Abstract The aim of the present study was 2-fold: (1) to determine the ratio between the amount of GAD 67 and GAD 65 (two isoforms of the GABA synthetizing enzyme glutamic acid decarboxylase) in nerve endings in the mature rat cerebral cortex damaged by hypoxia-ischemia during early postnatal life; and (2) to compare two different computer-assisted procedures developed for quantitative analysis of immunofluorescence images obtained with a confocal laser scanning microscope (CLSM). One procedure was based on a program present in the standard Leica CLSM software packet for full-field analysis, the other on a specially written program for object-oriented analysis run on a Kontron IBAS-KAT image analysis system. To this end, rat pups were unilaterally exposed to hypoxic-ischemic conditions and, after a survival period of 6.5 months, sacrificed by perfusion fixation. After dissection of the brain and vibratome sectioning, three animals with substantial damage on one cortical side were selected.

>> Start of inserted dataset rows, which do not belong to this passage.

//! Binary sketch files.
//!
//! Layout: the 8 byte magic `SPEETSKT`, a little-endian `u32` format version,
//! then a bincode encoded `SketchRecord`. Hashes are written in ascending
//! order so identical sketches produce identical files.

use crate::error::{Result, SketchError};
use crate::minhash::{ScaledMinHash, SketchParams};
use itertools::Itertools;
use serde::{Deserialize, Serialize};
use std::fs::File;
use std::io::{BufReader, BufWriter, Read, Write};
use std::path::Path;

pub const MAGIC: &[u8; 8] = b"SPEETSKT";
pub const FORMAT_VERSION: u32 = 1;

#[derive(Debug, Serialize, Deserialize)]
struct SketchRecord {
    scaled: u64,
    ksize: u64,
    name: String,
    hashes: Vec<u64>,
}

impl ScaledMinHash {
    pub fn save<W: Write>(&self, writer: &mut W) -> Result<()> {
        let record = SketchRecord {
            scaled: self.scaled(),
            ksize: self.ksize() as u64,
            name: self.name().to_string(),
            hashes: self.hashes().iter().copied().sorted().collect(),
        };
        writer.write_all(MAGIC)?;
        writer.write_all(&FORMAT_VERSION.to_le_bytes())?;
        bincode::serialize_into(&mut *writer, &record)?;
        Ok(())
    }

    pub fn load<R: Read>(reader: &mut R) -> Result<Self> {
        let mut magic = [0u8; 8];
        reader.read_exact(&mut magic)?;
        if &magic != MAGIC {
            return Err(SketchError::InvalidFormat("missing sketch header".to_string()));
        }
        let mut version = [0u8; 4];
        reader.read_exact(&mut version)?;
        let version = u32::from_le_bytes(version);
        if version != FORMAT_VERSION {
            return Err(SketchError::UnsupportedVersion(version));
        }

        // bincode's slice reader checks lengths against the remaining input, so a
        // corrupt length prefix fails instead of allocating.
        let mut body = Vec::new();
        reader.read_to_end(&mut body)?;
        let record: SketchRecord = bincode::deserialize(&body)?;
        let ksize = usize::try_from(record.ksize)
            .map_err(|_| SketchError::InvalidFormat(format!("ksize {} too large", record.ksize)))?;
        let params = SketchParams::new(record.scaled, ksize);
        ScaledMinHash::from_parts(params, record.name, record.hashes)
    }

    pub fn save_to_path<P: AsRef<Path>>(&self, path: P) -> Result<()> {
        let mut writer = BufWriter::new(File::create(path)?);
        self.save(&mut writer)?;
        writer.flush()?;
        Ok(())
    }

    pub fn load_from_path<P: AsRef<Path>>(path: P) -> Result<Self> {
        let mut reader = BufReader::new(File::open(path)?);
        Self::load(&mut reader)
    }
}
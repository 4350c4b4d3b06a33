//! Getting documents and sketches in and out of the filesystem.
//!
//! Sketch files are recognised by the [`SKETCH_SUFFIX`] appended to the name of
//! the text file they were built from. Documents are produced by a
//! [`DocumentSource`], so the sketching loop can be fed from memory in tests.

use crate::error::{Result, SketchError};
use crate::minhash::{ScaledMinHash, SketchParams};
use std::ffi::OsString;
use std::fs;
use std::io::ErrorKind;
use std::path::{Path, PathBuf};
use tracing::{debug, info, warn};
use walkdir::WalkDir;

pub const SKETCH_SUFFIX: &str = ".sketch";

/// `notes/a.txt` -> `notes/a.txt.sketch`
pub fn sketch_path_for<P: AsRef<Path>>(path: P) -> PathBuf {
    let mut name = OsString::from(path.as_ref().as_os_str());
    name.push(SKETCH_SUFFIX);
    PathBuf::from(name)
}

pub fn is_sketch_file<P: AsRef<Path>>(path: P) -> bool {
    path.as_ref()
        .file_name()
        .and_then(|name| name.to_str())
        .map_or(false, |name| name.ends_with(SKETCH_SUFFIX))
}

#[derive(Clone, Debug)]
pub struct Document {
    pub label: String,
    /// Where the text came from, if it came from a file.
    pub path: Option<PathBuf>,
    pub text: String,
}

impl Document {
    pub fn new<S: Into<String>, T: Into<String>>(label: S, text: T) -> Self {
        Document { label: label.into(), path: None, text: text.into() }
    }
}

pub trait DocumentSource {
    fn documents(&self) -> Box<dyn Iterator<Item = Result<Document>> + '_>;
}

/// Documents kept in memory.
#[derive(Clone, Debug, Default)]
pub struct InMemoryDocuments {
    documents: Vec<Document>,
}

impl InMemoryDocuments {
    pub fn new(documents: Vec<Document>) -> Self {
        InMemoryDocuments { documents }
    }
}

impl DocumentSource for InMemoryDocuments {
    fn documents(&self) -> Box<dyn Iterator<Item = Result<Document>> + '_> {
        Box::new(self.documents.iter().cloned().map(Ok))
    }
}

/// Every non-sketch file under a directory, read as UTF-8 text.
///
/// Files that are not valid UTF-8 are skipped with a warning. Any other I/O
/// error ends the iteration with that error.
#[derive(Clone, Debug)]
pub struct DirectoryDocuments {
    root: PathBuf,
}

impl DirectoryDocuments {
    pub fn new<P: Into<PathBuf>>(root: P) -> Self {
        DirectoryDocuments { root: root.into() }
    }
}

impl DocumentSource for DirectoryDocuments {
    fn documents(&self) -> Box<dyn Iterator<Item = Result<Document>> + '_> {
        let iter = walk_files(&self.root)
            .filter(|entry| !matches!(entry, Ok(path) if is_sketch_file(path)))
            .filter_map(|entry| {
                let path = match entry {
                    Ok(path) => path,
                    Err(e) => return Some(Err(e)),
                };
                match read_text(&path) {
                    Ok(Some(text)) => Some(Ok(Document {
                        label: path.display().to_string(),
                        path: Some(path),
                        text,
                    })),
                    Ok(None) => {
                        warn!("Skipping {}: not valid UTF-8 text", path.display());
                        None
                    }
                    Err(e) => Some(Err(e)),
                }
            });
        Box::new(iter)
    }
}

/// Regular files under `root`, in file name order.
fn walk_files(root: &Path) -> impl Iterator<Item = Result<PathBuf>> {
    WalkDir::new(root)
        .sort_by_file_name()
        .into_iter()
        .filter_map(|entry| match entry {
            Ok(entry) if entry.file_type().is_file() => Some(Ok(entry.into_path())),
            Ok(_) => None,
            Err(e) => Some(Err(SketchError::from(e))),
        })
}

/// Reads `path` as text, `None` if it does not decode as UTF-8.
pub fn read_text<P: AsRef<Path>>(path: P) -> Result<Option<String>> {
    match fs::read_to_string(path) {
        Ok(text) => Ok(Some(text)),
        Err(e) if e.kind() == ErrorKind::InvalidData => Ok(None),
        Err(e) => Err(e.into()),
    }
}

/// Builds one sketch per document, named by the document label, and hands it
/// to `on_sketch`. Returns the number of documents sketched.
pub fn sketch_documents<S, F>(source: &S, params: SketchParams, mut on_sketch: F) -> Result<usize>
where
    S: DocumentSource + ?Sized,
    F: FnMut(&Document, ScaledMinHash) -> Result<()>,
{
    params.validate()?;
    let mut count = 0;
    for document in source.documents() {
        let document = document?;
        let mut sketch = ScaledMinHash::with_params(params, document.label.as_str())?;
        sketch.add_text(&document.text);
        debug!(
            "sketch #{} from {}: {} chars, {} hashes",
            count,
            document.label,
            document.text.chars().count(),
            sketch.len()
        );
        on_sketch(&document, sketch)?;
        count += 1;
    }
    Ok(count)
}

/// Sketches every readable text file under `root` into `<file>.sketch` next to
/// it. Existing sketch files are not re-sketched.
pub fn sketch_directory<P: AsRef<Path>>(root: P, params: SketchParams) -> Result<usize> {
    let source = DirectoryDocuments::new(root.as_ref());
    let count = sketch_documents(&source, params, |document, sketch| {
        match &document.path {
            Some(path) => sketch.save_to_path(sketch_path_for(path)),
            None => Ok(()),
        }
    })?;
    info!("sketched {} files under {}", count, root.as_ref().display());
    Ok(count)
}

/// Loads every sketch file under `dir`, in file name order.
pub fn load_sketch_dir<P: AsRef<Path>>(dir: P) -> Result<Vec<ScaledMinHash>> {
    let mut sketches = Vec::new();
    for path in walk_files(dir.as_ref()) {
        let path = path?;
        if !is_sketch_file(&path) {
            continue;
        }
        debug!("loading sketch {}", path.display());
        sketches.push(ScaledMinHash::load_from_path(&path)?);
    }
    info!("loaded {} sketches from {}", sketches.len(), dir.as_ref().display());
    Ok(sketches)
}

pub fn load_sketches<P: AsRef<Path>>(paths: &[P]) -> Result<Vec<ScaledMinHash>> {
    paths
        .iter()
        .map(|path| ScaledMinHash::load_from_path(path))
        .collect()
}

#[cfg(test)]
mod tests {
    use super::*;
    use std::fs::File;
    use std::io::Write;

    static S4: &'static str = "we all scream for ice cream";
    static S5: &'static str = "we all scream for ice cream sandwich";
    static S6: &'static str = "i like ice cream sandwich";

    fn write(path: &Path, bytes: &[u8]) {
        let mut file = File::create(path).unwrap();
        file.write_all(bytes).unwrap();
    }

    #[test]
    fn test_sketch_path_for() {
        assert_eq!(sketch_path_for("notes/a.txt"), PathBuf::from("notes/a.txt.sketch"));
        assert!(is_sketch_file("notes/a.txt.sketch"));
        assert!(!is_sketch_file("notes/a.txt"));
        assert!(!is_sketch_file("notes.sketch/a.txt"));
    }

    #[test]
    fn test_sketch_in_memory_documents() {
        let source = InMemoryDocuments::new(vec![
            Document::new("s4", S4),
            Document::new("s5", S5),
            Document::new("short", "ice"),
        ]);
        let mut sketches = Vec::new();
        let count = sketch_documents(&source, SketchParams::new(1, 5), |_, sketch| {
            sketches.push(sketch);
            Ok(())
        })
        .unwrap();

        assert_eq!(count, 3);
        let names: Vec<&str> = sketches.iter().map(|s| s.name()).collect();
        assert_eq!(names, vec!["s4", "s5", "short"]);
        assert_eq!(sketches[0].contained_by(&sketches[1]).unwrap(), 1.0);
        assert!(sketches[2].is_empty());
    }

    #[test]
    fn test_sketch_documents_stops_on_error() {
        let source = InMemoryDocuments::new(vec![Document::new("a", S4), Document::new("b", S5)]);
        let mut seen = 0;
        let result = sketch_documents(&source, SketchParams::new(1, 5), |_, _| {
            seen += 1;
            Err(SketchError::InvalidParameter("stop".to_string()))
        });
        assert!(result.is_err());
        assert_eq!(seen, 1);
    }

    #[test]
    fn test_sketch_directory_skips_binary_files() {
        let dir = tempfile::tempdir().unwrap();
        let nested = dir.path().join("nested");
        fs::create_dir(&nested).unwrap();
        write(&dir.path().join("a.txt"), S4.as_bytes());
        write(&nested.join("b.txt"), S6.as_bytes());
        write(&dir.path().join("c.bin"), &[0xff, 0xfe, 0x00, 0x80]);

        let count = sketch_directory(dir.path(), SketchParams::new(1, 5)).unwrap();
        assert_eq!(count, 2);
        assert!(dir.path().join("a.txt.sketch").exists());
        assert!(nested.join("b.txt.sketch").exists());
        assert!(!dir.path().join("c.bin.sketch").exists());

        // running again must not sketch the sketches
        let count = sketch_directory(dir.path(), SketchParams::new(1, 5)).unwrap();
        assert_eq!(count, 2);

        let sketches = load_sketch_dir(dir.path()).unwrap();
        assert_eq!(sketches.len(), 2);
        assert_eq!(sketches[0].name(), dir.path().join("a.txt").display().to_string());
        assert_eq!(sketches[1].name(), nested.join("b.txt").display().to_string());
    }

    #[test]
    fn test_load_sketch_dir_ignores_other_files() {
        let dir = tempfile::tempdir().unwrap();
        write(&dir.path().join("readme.md"), b"not a sketch");
        let mut sketch = ScaledMinHash::new(1, 5, "s6").unwrap();
        sketch.add_text(S6);
        sketch.save_to_path(dir.path().join("s6.txt.sketch")).unwrap();

        let sketches = load_sketch_dir(dir.path()).unwrap();
        assert_eq!(sketches.len(), 1);
        assert_eq!(sketches[0].hashes(), sketch.hashes());
    }

    #[test]
    fn test_corrupt_sketch_fails_load() {
        let dir = tempfile::tempdir().unwrap();
        write(&dir.path().join("bad.sketch"), b"garbage");
        assert!(load_sketch_dir(dir.path()).is_err());
        let paths = vec![dir.path().join("bad.sketch")];
        assert!(load_sketches(paths.as_slice()).is_err());
    }

    #[test]
    fn test_missing_directory() {
        let dir = tempfile::tempdir().unwrap();
        let missing = dir.path().join("missing");
        assert!(matches!(load_sketch_dir(&missing), Err(SketchError::Walk(_))));
    }

    #[test]
    fn test_read_text() {
        let dir = tempfile::tempdir().unwrap();
        let text = dir.path().join("a.txt");
        let binary = dir.path().join("b.bin");
        write(&text, S4.as_bytes());
        write(&binary, &[0xc3, 0x28]);
        assert_eq!(read_text(&text).unwrap().as_deref(), Some(S4));
        assert_eq!(read_text(&binary).unwrap(), None);
        assert!(read_text(dir.path().join("missing")).is_err());
    }
}
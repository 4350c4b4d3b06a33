use thiserror::Error;

#[derive(Error, Debug)]
pub enum SketchError {
    /// Two sketches with different `scaled` or `ksize` cannot be compared.
    #[error("incompatible ScaledMinHash comparison: scaled {scaled:?}, ksize {ksize:?}")]
    IncompatibleSketch {
        scaled: (u64, u64),
        ksize: (usize, usize),
    },

    #[error("Invalid parameter: {0}")]
    InvalidParameter(String),

    #[error("IO error: {0}")]
    Io(#[from] std::io::Error),

    #[error("Failed to decode sketch: {0}")]
    Decode(#[from] bincode::Error),

    #[error("Invalid sketch file: {0}")]
    InvalidFormat(String),

    #[error("Unsupported sketch format version {0}")]
    UnsupportedVersion(u32),

    #[error("Failed to walk directory: {0}")]
    Walk(#[from] walkdir::Error),
}

pub type Result<T> = std::result::Result<T, SketchError>;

Sections of these animals were double-stained with primary antibodies against GAD 67 and GAD 65 and fluorophore-conjugated secondary antibodies and subsequently sampled with a CLSM. Analysis of the CLSM images with both computer-assisted procedures showed for all three animals a clear tendency to higher GAD 67 /GAD 65 ratios in cortical GABAergic nerve endings on the hypoxia-damaged side than in matched areas on the contralateral side. This outcome led to the following conclusions. (1) The correspondence between the outcome of both analysis procedures indicates that both procedures are valid for quantification of immunofluorescence images of nerve endings obtained with a CLSM. (2) The outcome lends further support to our view that hypoxic-ischemic encephalopathy, sustained during early postnatal life, may result in an unstable cortical network generating abnormal synchronizations and oscillations which can be amplified and propagated as true epileptic discharges. In such a network both excitatory and inhibitory processes are tonically enhanced, the latter probably as a homeostatic reaction tending to keep abnormal excitation within physiological limits.